There’s growing recognition among state lawmakers that elderly residents with modest life-insurance policies could be using it to pay for long-term care – and delay, or maybe avoid altogether, having to use Medicaid, which pays for such care for Americans whose resources run out.
Now, insurance industry analysts are trying to measure the impact of older adults’ tapping their life insurance to pay for long-term care, rather than surrendering such coverage to qualify for Medicaid.
The strategy, explained in the June 17 Wall Street Journal, marks a tacit endorsement of so-called life settlements, a practice in which policyholders sell their policies at a discount in the secondary market and the buyer takes over premiums and consequently collects the death benefit.
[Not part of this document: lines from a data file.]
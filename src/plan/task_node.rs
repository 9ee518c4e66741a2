// src/plan/task_node.rs

//! Edge sets owned by a real unit of work.

use std::collections::BTreeSet;

use crate::types::NodeId;

/// Payload describing one task as the plan sees it.
#[derive(Debug, Clone, PartialEq, Eq)]
pub struct TaskSpec {
    pub name: String,
    /// Build the task comes from, if it is not the build being planned.
    pub build: Option<String>,
    /// Task deletes output locations (e.g. `clean`).
    pub destroys: bool,
    /// Task writes output locations.
    pub produces: bool,
}

impl TaskSpec {
    pub fn new(name: impl Into<String>) -> Self {
        Self {
            name: name.into(),
            build: None,
            destroys: false,
            produces: false,
        }
    }

    pub fn from_build(mut self, build: impl Into<String>) -> Self {
        self.build = Some(build.into());
        self
    }

    pub fn destroys(mut self, destroys: bool) -> Self {
        self.destroys = destroys;
        self
    }

    pub fn produces(mut self, produces: bool) -> Self {
        self.produces = produces;
        self
    }

    pub fn is_from_other_build(&self) -> bool {
        self.build.is_some()
    }
}

/// Ordering edges of a task node.
///
/// All sets hold arena ids ordered by discovery sequence, which keeps every
/// iteration (and therefore the resulting plan) reproducible. The graph keeps
/// `must_successors`/`must_predecessors` and
/// `finalizing_successors`/`finalizers` in sync.
#[derive(Debug, Clone)]
pub struct TaskNode {
    spec: TaskSpec,
    pub(crate) must_successors: BTreeSet<NodeId>,
    pub(crate) must_predecessors: BTreeSet<NodeId>,
    pub(crate) should_successors: BTreeSet<NodeId>,
    pub(crate) finalizers: BTreeSet<NodeId>,
    pub(crate) finalizing_successors: BTreeSet<NodeId>,
}

impl TaskNode {
    pub fn new(spec: TaskSpec) -> Self {
        Self {
            spec,
            must_successors: BTreeSet::new(),
            must_predecessors: BTreeSet::new(),
            should_successors: BTreeSet::new(),
            finalizers: BTreeSet::new(),
            finalizing_successors: BTreeSet::new(),
        }
    }

    pub fn spec(&self) -> &TaskSpec {
        &self.spec
    }

    pub fn name(&self) -> &str {
        &self.spec.name
    }

    pub fn must_successors(&self) -> &BTreeSet<NodeId> {
        &self.must_successors
    }

    pub fn must_predecessors(&self) -> &BTreeSet<NodeId> {
        &self.must_predecessors
    }

    pub fn should_successors(&self) -> &BTreeSet<NodeId> {
        &self.should_successors
    }

    /// Tasks that finalize this one.
    pub fn finalizers(&self) -> &BTreeSet<NodeId> {
        &self.finalizers
    }

    /// Tasks this one finalizes.
    pub fn finalizing_successors(&self) -> &BTreeSet<NodeId> {
        &self.finalizing_successors
    }

    pub fn finalizing_successors_in_reverse_order(
        &self,
    ) -> impl DoubleEndedIterator<Item = NodeId> + '_ {
        self.finalizing_successors.iter().rev().copied()
    }
}
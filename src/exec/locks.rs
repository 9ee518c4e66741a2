// src/exec/locks.rs

//! Resource locks gating task selection.

use std::collections::{HashMap, HashSet};
use std::fmt;

use crate::config::PlanFile;
use crate::plan::TaskSpec;

/// Opaque name of a resource at most one running task may hold.
#[derive(Debug, Clone, PartialEq, Eq, PartialOrd, Ord, Hash)]
pub struct ResourceLock(String);

impl ResourceLock {
    pub fn new(name: impl Into<String>) -> Self {
        Self(name.into())
    }

    pub fn name(&self) -> &str {
        &self.0
    }
}

impl fmt::Display for ResourceLock {
    fn fmt(&self, f: &mut fmt::Formatter<'_>) -> fmt::Result {
        f.write_str(&self.0)
    }
}

pub trait ResourceLockProvider: Send + Sync {
    fn resources_to_lock(&self, task: &TaskSpec) -> Vec<ResourceLock>;

    /// Lock shared by every task of the same partition, if any.
    fn owning_partition(&self, _task: &TaskSpec) -> Option<ResourceLock> {
        None
    }

    /// Every handle `task` needs before it may start.
    fn handles_for(&self, task: &TaskSpec) -> Vec<ResourceLock> {
        let mut handles = self.resources_to_lock(task);
        handles.extend(self.owning_partition(task));
        handles
    }
}

#[derive(Debug, Clone, Copy, Default)]
pub struct NoLocks;

impl ResourceLockProvider for NoLocks {
    fn resources_to_lock(&self, _task: &TaskSpec) -> Vec<ResourceLock> {
        Vec::new()
    }
}

/// Locks declared per task in a plan file.
#[derive(Debug, Clone, Default)]
pub struct DeclaredLocks {
    by_task: HashMap<String, Vec<ResourceLock>>,
    partition_by_build: bool,
}

impl DeclaredLocks {
    pub fn new(partition_by_build: bool) -> Self {
        Self {
            by_task: HashMap::new(),
            partition_by_build,
        }
    }

    pub fn with_lock(mut self, task: &str, lock: &str) -> Self {
        self.by_task
            .entry(task.to_string())
            .or_default()
            .push(ResourceLock::new(lock));
        self
    }

    pub fn from_plan_file(file: &PlanFile) -> Self {
        let by_task = file
            .task
            .iter()
            .filter(|(_, task)| !task.locks.is_empty())
            .map(|(name, task)| {
                let locks = task.locks.iter().map(ResourceLock::new).collect();
                (name.clone(), locks)
            })
            .collect();
        Self {
            by_task,
            partition_by_build: file.plan.partition_by_build,
        }
    }
}

impl ResourceLockProvider for DeclaredLocks {
    fn resources_to_lock(&self, task: &TaskSpec) -> Vec<ResourceLock> {
        self.by_task.get(&task.name).cloned().unwrap_or_default()
    }

    fn owning_partition(&self, task: &TaskSpec) -> Option<ResourceLock> {
        if !self.partition_by_build {
            return None;
        }
        task.build
            .as_ref()
            .map(|build| ResourceLock::new(format!("build:{build}")))
    }
}

/// Handles currently held by running tasks.
#[derive(Debug, Default)]
pub(crate) struct LockRegistry {
    held: HashSet<ResourceLock>,
}

impl LockRegistry {
    pub(crate) fn available(&self, handles: &[ResourceLock]) -> bool {
        handles.iter().all(|handle| !self.held.contains(handle))
    }

    pub(crate) fn acquire(&mut self, handles: &[ResourceLock]) {
        self.held.extend(handles.iter().cloned());
    }

    pub(crate) fn release(&mut self, handles: &[ResourceLock]) {
        for handle in handles {
            self.held.remove(handle);
        }
    }
}
impl PlanBuilder {
    pub fn new(sink: Arc<dyn DiagnosticSink>) -> Self {
        Self {
            graph: ExecutionGraph::new(sink),
            names: HashMap::new(),
            requests: Vec::new(),
            excluded: BTreeSet::new(),
            continue_on_failure: false,
        }
    }

    pub fn graph(&self) -> &ExecutionGraph {
        &self.graph
    }

    pub fn add_task(&mut self, spec: TaskSpec) -> Result<NodeId> {
        if self.names.contains_key(&spec.name) {
            return Err(PlanError::DuplicateTask(spec.name));
        }
        let name = spec.name.clone();
        let id = self.graph.add_task(spec);
        trace!(task = %name, node = %id, "task added to plan");
        self.names.insert(name, id);
        Ok(id)
    }

    pub fn task_id(&self, name: &str) -> Result<NodeId> {
        self.names
            .get(name)
            .copied()
            .ok_or_else(|| PlanError::UnknownTask(name.to_string()))
    }

    /// `from` depends on `to`.
    pub fn add_dependency(&mut self, from: NodeId, to: NodeId) -> Result<()> {
        self.graph.task(from)?;
        self.graph.task(to)?;
        self.graph.add_dependency_successor(from, to)
    }

    pub fn add_must_run_after(&mut self, from: NodeId, to: NodeId) -> Result<()> {
        self.graph.add_must_successor(from, to)
    }

    /// `from` should run after `to`.
    ///
    /// The edge is not inserted when `to` already has a hard edge back to
    /// `from`, since the two orderings could never both hold.
    pub fn add_should_run_after(&mut self, from: NodeId, to: NodeId) -> Result<()> {
        self.graph.task(from)?;
        self.graph.task(to)?;
        if self.graph.has_hard_successor(to, from) {
            debug!(
                from = %self.graph.name_of(from),
                to = %self.graph.name_of(to),
                "ignoring shouldRunAfter that contradicts a hard edge"
            );
            return Ok(());
        }
        self.graph.add_should_successor(from, to)
    }

    pub fn add_finalized_by(&mut self, finalized: NodeId, finalizer: NodeId) -> Result<()> {
        self.graph.add_finalizing_successor(finalizer, finalized)
    }

    /// Never run `task`, nor anything only reachable through it.
    pub fn exclude(&mut self, task: NodeId) -> Result<()> {
        self.graph.task(task)?;
        self.excluded.insert(task);
        Ok(())
    }

    /// Append a requested group; the first call gets ordinal 0.
    pub fn request(&mut self, tasks: &[NodeId]) -> Result<()> {
        for task in tasks {
            self.graph.task(*task)?;
        }
        self.requests.push(tasks.to_vec());
        Ok(())
    }

    pub fn continue_on_failure(&mut self, continue_on_failure: bool) {
        self.continue_on_failure = continue_on_failure;
    }

    /// Finish planning.
    pub fn build(mut self) -> Result<ExecutionPlan> {
        self.mark_required()?;
        self.assign_ordinal_groups()?;
        self.assign_finalizer_groups()?;
        self.create_ordinal_barriers()?;

        let mut hard_graph = self.hard_edge_graph();
        if let Err(cycle) = toposort(&hard_graph, None) {
            return Err(PlanError::Cycle(format!(
                "involving '{}'",
                self.graph.name_of(cycle.node_id())
            )));
        }
        self.prune_should_cycles(&mut hard_graph)?;

        let queue = self.execution_queue();
        info!(
            nodes = queue.len(),
            requests = self.requests.len(),
            ordinal_nodes = self.graph.ordinal_nodes().len(),
            finalizer_groups = self.graph.finalizer_groups().len(),
            "execution plan built"
        );

        Ok(ExecutionPlan::new(
            self.graph,
            self.names,
            queue,
            self.continue_on_failure,
        ))
    }

    /// Walk from every requested task over dependencies and finalizers.
    fn mark_required(&mut self) -> Result<()> {
        let mut stack: Vec<NodeId> = self.requests.iter().flatten().rev().copied().collect();
        let mut visited = HashSet::new();

        while let Some(id) = stack.pop() {
            if self.excluded.contains(&id) || !visited.insert(id) {
                continue;
            }
            self.graph.require(id)?;

            let node = self.graph.node(id)?;
            if let Some(task) = node.as_task() {
                stack.extend(task.finalizers().iter().rev().copied());
            }
            stack.extend(node.dependency_successors().iter().rev().copied());
        }

        for excluded in &self.excluded {
            debug!(task = %self.graph.name_of(*excluded), "task excluded from plan");
        }
        Ok(())
    }

    /// The first requested group to reach a node claims it.
    fn assign_ordinal_groups(&mut self) -> Result<()> {
        for (index, entries) in self.requests.iter().enumerate() {
            let ordinal = u32::try_from(index).map_err(|_| {
                PlanError::ConfigError(format!("too many requested task groups ({index})"))
            })?;
            let group = NodeGroup::Ordinal(OrdinalGroup::new(ordinal));

            let mut stack: Vec<NodeId> = entries.iter().rev().copied().collect();
            while let Some(id) = stack.pop() {
                let node = self.graph.node(id)?;
                if !node.is_required() || node.group() != NodeGroup::Default {
                    continue;
                }
                let dependencies: Vec<NodeId> =
                    node.dependency_successors().iter().rev().copied().collect();
                self.graph.set_group(id, group)?;
                stack.extend(dependencies);
            }
        }
        Ok(())
    }

    /// Classify finalizers and everything only they pull in.
    ///
    /// Runs to a fixed point: whenever a node's classification changes, the
    /// finalizers of that node are visited again so they can pick up the
    /// stronger ordinal.
    fn assign_finalizer_groups(&mut self) -> Result<()> {
        let mut queue: VecDeque<NodeId> = self
            .graph
            .ids()
            .filter(|id| {
                self.graph
                    .task(*id)
                    .map(|task| !task.finalizers().is_empty())
                    .unwrap_or(false)
                    && self.graph.state(*id).is_required()
            })
            .collect();

        while let Some(finalized) = queue.pop_front() {
            let Ok(task) = self.graph.task(finalized) else {
                continue;
            };
            let finalizers: Vec<NodeId> = task.finalizers().iter().copied().collect();

            for finalizer in finalizers {
                if !self.graph.state(finalizer).is_required() {
                    continue;
                }
                let before_group = self.graph.group(finalizer);
                let before_ordinal = self.graph.as_ordinal(before_group);

                let mut changed = self
                    .graph
                    .maybe_inherit_group_as_finalizer(finalizer, finalized)?;
                let group = self.graph.group(finalizer);
                let Some(group_id) = group.as_finalizer() else {
                    continue;
                };
                if before_group.is_entry_point() {
                    // Requested finalizers keep their own ordinal as well.
                    changed |= self.graph.maybe_inherit_from(group_id, before_group);
                }
                changed |= self.graph.as_ordinal(group) != before_ordinal;

                let joined = self.absorb_finalizer_dependencies(finalizer, group)?;
                queue.extend(joined);
                if changed {
                    queue.push_back(finalizer);
                }
            }
        }
        Ok(())
    }

    /// Move the unclassified dependency closure of `finalizer` into `group`.
    ///
    /// A dependency that finalizes required work of its own is left for its
    /// own finalizer group, together with everything below it.
    fn absorb_finalizer_dependencies(
        &mut self,
        finalizer: NodeId,
        group: NodeGroup,
    ) -> Result<Vec<NodeId>> {
        let mut stack: Vec<NodeId> = self
            .graph
            .node(finalizer)?
            .dependency_successors()
            .iter()
            .rev()
            .copied()
            .collect();
        let mut visited = HashSet::new();
        let mut joined = Vec::new();

        while let Some(id) = stack.pop() {
            if !visited.insert(id) {
                continue;
            }
            let node = self.graph.node(id)?;
            if !node.is_required() || node.group() != NodeGroup::Default {
                continue;
            }
            if self.finalizes_required_work(id) {
                continue;
            }
            let dependencies: Vec<NodeId> =
                node.dependency_successors().iter().rev().copied().collect();
            self.graph.set_group(id, group)?;
            trace!(
                node = %self.graph.name_of(id),
                finalizer = %self.graph.name_of(finalizer),
                "node joins finalizer group"
            );
            joined.push(id);
            stack.extend(dependencies);
        }
        Ok(joined)
    }

    fn finalizes_required_work(&self, id: NodeId) -> bool {
        self.graph.task(id).is_ok_and(|task| {
            task.finalizing_successors()
                .iter()
                .any(|finalized| self.graph.state(*finalized).is_required())
        })
    }

    /// Absorb destroyers and producers into their ordinal nodes, then make
    /// each of them wait for the opposing barriers of earlier groups.
    fn create_ordinal_barriers(&mut self) -> Result<()> {
        let located: Vec<(NodeId, u32, bool, bool)> = self
            .graph
            .ids()
            .filter_map(|id| {
                let node = self.graph.node(id).ok()?;
                let task = node.as_task()?;
                if !node.is_required() {
                    return None;
                }
                let ordinal = self.graph.as_ordinal(node.group())?;
                let spec = task.spec();
                Some((id, ordinal.ordinal(), spec.destroys, spec.produces))
            })
            .collect();

        let mut destroyers = Vec::new();
        let mut producers = Vec::new();
        for (id, ordinal, destroys, produces) in located {
            if destroys {
                let barrier = self.graph.ordinal_node(OrdinalType::Destroyer, ordinal);
                self.graph.require(barrier)?;
                self.graph.add_dependencies_from(barrier, id)?;
                destroyers.push((id, ordinal));
            }
            if produces {
                let barrier = self.graph.ordinal_node(OrdinalType::Producer, ordinal);
                self.graph.require(barrier)?;
                self.graph.add_dependencies_from(barrier, id)?;
                producers.push((id, ordinal));
            }
        }

        let mut hard_graph = self.hard_edge_graph();
        let gated = destroyers
            .into_iter()
            .map(|(id, ordinal)| (id, OrdinalType::Producer, ordinal))
            .chain(
                producers
                    .into_iter()
                    .map(|(id, ordinal)| (id, OrdinalType::Destroyer, ordinal)),
            );
        for (id, opposing, ordinal) in gated {
            for barrier in self.graph.ordinal_nodes().preceding(opposing, ordinal) {
                self.add_barrier_edge(&mut hard_graph, id, barrier)?;
            }
        }
        Ok(())
    }

    /// Make `task` wait for `barrier` unless the barrier already waits on
    /// `task`, in which case the edge would close a cycle and is dropped.
    fn add_barrier_edge(
        &mut self,
        hard_graph: &mut DiGraphMap<NodeId, ()>,
        task: NodeId,
        barrier: NodeId,
    ) -> Result<()> {
        if has_path_connecting(&*hard_graph, barrier, task, None) {
            debug!(
                task = %self.graph.name_of(task),
                barrier = %self.graph.name_of(barrier),
                "dropping barrier edge that would create a cycle"
            );
            return Ok(());
        }
        self.graph.add_dependency_successor(task, barrier)?;
        hard_graph.add_edge(task, barrier, ());
        Ok(())
    }

    fn hard_edge_graph(&self) -> DiGraphMap<NodeId, ()> {
        let mut graph = DiGraphMap::new();
        for id in self.graph.ids() {
            if !self.graph.state(id).is_required() {
                continue;
            }
            graph.add_node(id);
            for successor in self.graph.hard_successors(id) {
                if self.graph.state(successor).is_required() {
                    graph.add_edge(id, successor, ());
                }
            }
        }
        graph
    }

    /// Re-add should edges one at a time, dropping any that would close a
    /// cycle with the edges accepted so far.
    fn prune_should_cycles(&mut self, graph: &mut DiGraphMap<NodeId, ()>) -> Result<()> {
        let tasks: Vec<NodeId> = self
            .graph
            .ids()
            .filter(|id| self.graph.state(*id).is_required())
            .collect();

        for from in tasks {
            let Ok(task) = self.graph.task(from) else {
                continue;
            };
            let should: Vec<NodeId> = task.should_successors().iter().copied().collect();
            for to in should {
                if !self.graph.state(to).is_required() {
                    continue;
                }
                if has_path_connecting(&*graph, to, from, None) {
                    self.graph.remove_should_successor(from, to)?;
                    debug!(
                        from = %self.graph.name_of(from),
                        to = %self.graph.name_of(to),
                        "dropping shouldRunAfter that would create a cycle"
                    );
                } else {
                    graph.add_edge(from, to, ());
                }
            }
        }
        Ok(())
    }

    /// Depth-first post-order over all successors, requested tasks first.
    fn execution_queue(&self) -> Vec<NodeId> {
        let mut roots: Vec<NodeId> = self
            .requests
            .iter()
            .flatten()
            .copied()
            .filter(|id| self.graph.state(*id).is_required())
            .collect();
        let mut remaining: Vec<NodeId> = self
            .graph
            .ids()
            .filter(|id| self.graph.state(*id).is_required() && !roots.contains(id))
            .collect();
        remaining.sort_by(|a, b| self.graph.compare(*a, *b));
        roots.extend(remaining);

        let mut queue = Vec::new();
        let mut done = HashSet::new();
        let mut in_progress = HashSet::new();
        let mut stack: Vec<(NodeId, bool)> = Vec::new();

        for root in roots {
            stack.push((root, false));
            while let Some((id, expanded)) = stack.pop() {
                if expanded {
                    in_progress.remove(&id);
                    if done.insert(id) {
                        queue.push(id);
                    }
                    continue;
                }
                if done.contains(&id) || !in_progress.insert(id) {
                    continue;
                }
                stack.push((id, true));
                // Reverse order onto the stack pops in forward order.
                for successor in self.graph.all_successors_in_reverse_order(id) {
                    if self.graph.state(successor).is_required() && !done.contains(&successor) {
                        stack.push((successor, false));
                    }
                }
            }
        }
        queue
    }
}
Texas enacted a law earlier this month that gives state Medicaid officials the authority to tell people applying for help they can sell long-held life-insurance policies to a third party to pay for custodial health care of their choice. Those who do so would remain eligible for Medicaid when those funds run out.
Similar bills are pending in at least seven other states.
The Texas law is “credit negative” for the life-insurance industry, according to Moody’s Investor Service. In a June 24 report, it said that the state’s endorsement and potential expansion of life settlements would pressure life insurers’ profitability, because life settlements keep policies in force that would otherwise have been surrendered.
“Seniors have been abandoning policies needlessly, and the insurance companies have been benefiting at the expense of the policy owners and taxpayers who have been picking up the tab with Medicaid to cover long-term-care costs,” says Chris Orestis, chief executive of Life Care Funding of Portland, Maine.
“Now that the word is really starting to spread, more seniors will understand they have this option to help them, and it is a much better option than abandoning their life policies to go on to Medicaid,” he adds.
A spokesman for the American Council of Life Insurers, a trade group in Washington, D.C., has said that it is reviewing the new proposals and that “the life insurance product should remain intact.”